## EXERCISE OBJECTIVE
Find the word "stderr" in the listing below. Copy every line that has it.

## GIVEN DATA
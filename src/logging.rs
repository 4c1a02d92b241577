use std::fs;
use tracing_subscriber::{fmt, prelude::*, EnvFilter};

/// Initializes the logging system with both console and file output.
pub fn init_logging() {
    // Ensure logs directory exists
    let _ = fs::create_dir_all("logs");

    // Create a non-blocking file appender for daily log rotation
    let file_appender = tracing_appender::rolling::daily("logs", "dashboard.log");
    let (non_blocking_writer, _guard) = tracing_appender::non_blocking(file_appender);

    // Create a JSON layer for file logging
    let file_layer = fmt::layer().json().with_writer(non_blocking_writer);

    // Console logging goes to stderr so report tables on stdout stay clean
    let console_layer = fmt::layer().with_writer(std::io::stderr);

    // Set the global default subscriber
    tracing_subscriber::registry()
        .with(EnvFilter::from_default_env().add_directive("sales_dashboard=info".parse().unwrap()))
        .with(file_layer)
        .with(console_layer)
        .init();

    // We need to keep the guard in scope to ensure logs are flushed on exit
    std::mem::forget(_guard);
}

## RESPONSE BOX
    // Console logging goes to stderr so report tables on stdout stay clean
    let console_layer = fmt::layer().with_writer(std::io::stderr);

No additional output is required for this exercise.